34Une comparaison entre Ali Biçnin et les autres rebelles cherchant une promotion, comme Abaza Mehmet, souligne l'importance, pour le succès d'une telle entreprise, d'être lié aux patrons qui faisaient partie de l'administration centrale de l'Etat (Barkey, 1994 : 223-226). Faute des liens nécessaires, Ali Biçnin était voué à l'échec. Autrement dit, il semble que le kapıde Biçnin, qui fonctionnait bien dans la province en lui assurant le pouvoir dont il avait besoin pour réussir localement, n'était pas en relation, au centre de l'Empire avec des personnages suffisamment importants pour assurer son intégration au niveau impérial. Boyer, qui pense que Biçnin était motivé par des raisons politiques, croit qu'il voulait

« sinon à rompre avec Constantinople, tout au moins à distendre les liens » (Boyer, 1974 :23).

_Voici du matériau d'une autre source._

//! Calibration module.
//!
//! Measures how well each model's stated pick confidence matches how often
//! its picks actually win. Computes calibration curves, Brier scores per
//! category and an over/under-confidence diagnosis.

use anyhow::Result;
use serde::Serialize;
use std::collections::BTreeMap;

use crate::storage::Store;
use crate::types::{Pick, PickCategory, PickResult};

/// Below this many resolved picks no diagnosis is attempted.
const MIN_POINTS: usize = 10;

/// Mean gap between stated confidence and realized win rate that still
/// counts as well calibrated.
const TOLERANCE: f64 = 0.05;

// ---------------------------------------------------------------------------
// Calibration data
// ---------------------------------------------------------------------------

/// A single confidence-outcome pair.
#[derive(Debug, Clone)]
pub struct CalibrationPoint {
    pub category: PickCategory,
    /// Stated confidence as a probability, 0-1.
    pub confidence: f64,
    pub won: bool,
}

impl CalibrationPoint {
    /// `None` for unresolved picks.
    pub fn from_pick(pick: &Pick) -> Option<Self> {
        pick.result.map(|result| Self {
            category: pick.category,
            confidence: (pick.confidence / 100.0).clamp(0.0, 1.0),
            won: result == PickResult::Win,
        })
    }
}

#[derive(Debug, Clone, Serialize)]
pub struct CalibrationReport {
    pub total_predictions: usize,
    pub overall_brier: f64,
    pub category_brier: BTreeMap<String, f64>,
    /// One bucket per 10% confidence band.
    pub calibration_curve: Vec<CalibrationBucket>,
    pub diagnosis: CalibrationDiagnosis,
}

/// All picks whose confidence fell in `[bin_start, bin_end)`.
#[derive(Debug, Clone, Serialize)]
pub struct CalibrationBucket {
    pub bin_start: f64,
    pub bin_end: f64,
    pub mean_confidence: f64,
    pub actual_win_rate: f64,
    pub count: usize,
    /// |mean_confidence - actual_win_rate|
    pub deviation: f64,
}

#[derive(Debug, Clone, Copy, PartialEq, Serialize)]
pub enum CalibrationDiagnosis {
    WellCalibrated,
    /// Stated confidence above realized win rate.
    OverConfident,
    UnderConfident,
    InsufficientData,
}

// ---------------------------------------------------------------------------
// Calibrator
// ---------------------------------------------------------------------------

pub struct Calibrator {
    points: Vec<CalibrationPoint>,
    num_bins: usize,
}

impl Default for Calibrator {
    fn default() -> Self {
        Self::new()
    }
}

impl Calibrator {
    pub fn new() -> Self {
        Self {
            points: Vec::new(),
            num_bins: 10,
        }
    }

    pub fn add_point(&mut self, point: CalibrationPoint) {
        self.points.push(point);
    }

    pub fn add_picks<'a>(&mut self, picks: impl IntoIterator<Item = &'a Pick>) {
        self.points.extend(picks.into_iter().filter_map(CalibrationPoint::from_pick));
    }

    pub fn count(&self) -> usize {
        self.points.len()
    }

    pub fn report(&self) -> CalibrationReport {
        if self.points.is_empty() {
            return CalibrationReport {
                total_predictions: 0,
                overall_brier: 0.0,
                category_brier: BTreeMap::new(),
                calibration_curve: Vec::new(),
                diagnosis: CalibrationDiagnosis::InsufficientData,
            };
        }

        let calibration_curve = self.compute_calibration_curve();
        CalibrationReport {
            total_predictions: self.points.len(),
            overall_brier: brier(self.points.iter()),
            category_brier: self.compute_category_brier(),
            diagnosis: self.diagnose(&calibration_curve),
            calibration_curve,
        }
    }

    fn compute_category_brier(&self) -> BTreeMap<String, f64> {
        let mut by_category: BTreeMap<String, Vec<&CalibrationPoint>> = BTreeMap::new();
        for p in &self.points {
            by_category.entry(p.category.to_string()).or_default().push(p);
        }
        by_category
            .into_iter()
            .map(|(cat, points)| (cat, brier(points.into_iter())))
            .collect()
    }

    fn compute_calibration_curve(&self) -> Vec<CalibrationBucket> {
        let bin_width = 1.0 / self.num_bins as f64;
        let last = self.num_bins - 1;

        (0..self.num_bins)
            .map(|i| {
                let bin_start = i as f64 * bin_width;
                let bin_end = bin_start + bin_width;
                let in_bin: Vec<&CalibrationPoint> = self
                    .points
                    .iter()
                    .filter(|p| {
                        p.confidence >= bin_start && (p.confidence < bin_end || (i == last && p.confidence <= 1.0))
                    })
                    .collect();

                let count = in_bin.len();
                if count == 0 {
                    return CalibrationBucket {
                        bin_start,
                        bin_end,
                        mean_confidence: (bin_start + bin_end) / 2.0,
                        actual_win_rate: 0.0,
                        count: 0,
                        deviation: 0.0,
                    };
                }

                let mean_confidence = in_bin.iter().map(|p| p.confidence).sum::<f64>() / count as f64;
                let actual_win_rate = in_bin.iter().filter(|p| p.won).count() as f64 / count as f64;
                CalibrationBucket {
                    bin_start,
                    bin_end,
                    mean_confidence,
                    actual_win_rate,
                    count,
                    deviation: (mean_confidence - actual_win_rate).abs(),
                }
            })
            .collect()
    }

    /// Count-weighted signed gap between stated confidence and win rate.
    fn diagnose(&self, curve: &[CalibrationBucket]) -> CalibrationDiagnosis {
        if self.points.len() < MIN_POINTS {
            return CalibrationDiagnosis::InsufficientData;
        }

        let total: usize = curve.iter().map(|b| b.count).sum();
        let gap = curve
            .iter()
            .filter(|b| b.count > 0)
            .map(|b| (b.mean_confidence - b.actual_win_rate) * b.count as f64)
            .sum::<f64>()
            / total.max(1) as f64;

        if gap > TOLERANCE {
            CalibrationDiagnosis::OverConfident
        } else if gap < -TOLERANCE {
            CalibrationDiagnosis::UnderConfident
        } else {
            CalibrationDiagnosis::WellCalibrated
        }
    }
}

/// Brier = (1/N) * Σ(confidence - outcome)². 0.0 is perfect.
fn brier<'a>(points: impl Iterator<Item = &'a CalibrationPoint>) -> f64 {
    let (sum, n) = points.fold((0.0, 0usize), |(sum, n), p| {
        let outcome = if p.won { 1.0 } else { 0.0 };
        (sum + (p.confidence - outcome).powi(2), n + 1)
    });
    if n == 0 {
        0.0
    } else {
        sum / n as f64
    }
}

#[derive(Debug, Clone, Serialize)]
pub struct ModelCalibration {
    pub model_id: String,
    pub display_name: String,
    #[serde(flatten)]
    pub report: CalibrationReport,
}

/// Calibration report for every registered model.
pub async fn calibrate_all(store: &Store) -> Result<Vec<ModelCalibration>> {
    let models = store.list_models().await?;
    let mut out = Vec::with_capacity(models.len());
    for model in models {
        let picks = store.resolved_picks_for_model(&model.id).await?;
        let mut calibrator = Calibrator::new();
        calibrator.add_picks(&picks);
        out.push(ModelCalibration {
            model_id: model.id,
            display_name: model.display_name,
            report: calibrator.report(),
        });
    }
    Ok(out)
}

// ---------------------------------------------------------------------------
// Tests
// ---------------------------------------------------------------------------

35Or, à la lumière des développements dans la capitale, le comportement d'Ali Biçnin semble signifier qu'au contraire il cherchait un haut poste dans le gouvernement de l'Empire. Tout comme dans le cas d'Abaza Mehmet pour lequel

« il n'y eut aucun essai de cession de l'Empire ; il y avait plutôt plusieurs tentatives de créer de meilleures positions pour le chef des bandits lui-même » (Barkey, 1994 : 225)

La « révolution » des Aghas

36Les problèmes causés par la décentralisation de l'Empire jusqu'en 1656, quand Kôpriilu Mehmet Pacha devint Grand Vizir, s'étaient fait sentir dans des régions diverses de l'Empire. En 1659, le gouverneur d'Algérie, Ibrahim Pacha fut informé de l'arrivée d'Istanbul de son successeur, Ali Pacha. Pour garder son trésor personnel, il avait envoyé deux cent mille kuru, à Istanbul.

37Apparemment, une partie de cette somme venait de l'argent envoyé par le sultan à l'intention de la corporation des corsaires pour qu'ils joignent la marine ottomane. Cela avait causé un tollé général aussi bien chez les corsaires que chez les janissaires. Le pacha fut mis en prison, et le nouveau pacha jugea plus prudent de retourner à Istanbul (Samih, 1936 : 211). Rien dans cet épisode ne semble exceptionnel. En 1655 à Alep, par exemple, la population refusa d'accepter le gouverneur venu d'Istanbul. Elle résista à deux mois de siège avant d'obtenir gain de cause (Raymond, 1989 : 377). Les janissaires de cette ville soutinrent une révolte contre le gouvernement central (ibid. : 374). À Damas les janissaires forcèrent le gouverneur à quitter la ville en 1652, et en 1656-1657 ils empêchèrent le gouverneur désigné d'entrer dans la ville et soutinrent la révolte de Hasan Pacha à Alep (ibid. : 354).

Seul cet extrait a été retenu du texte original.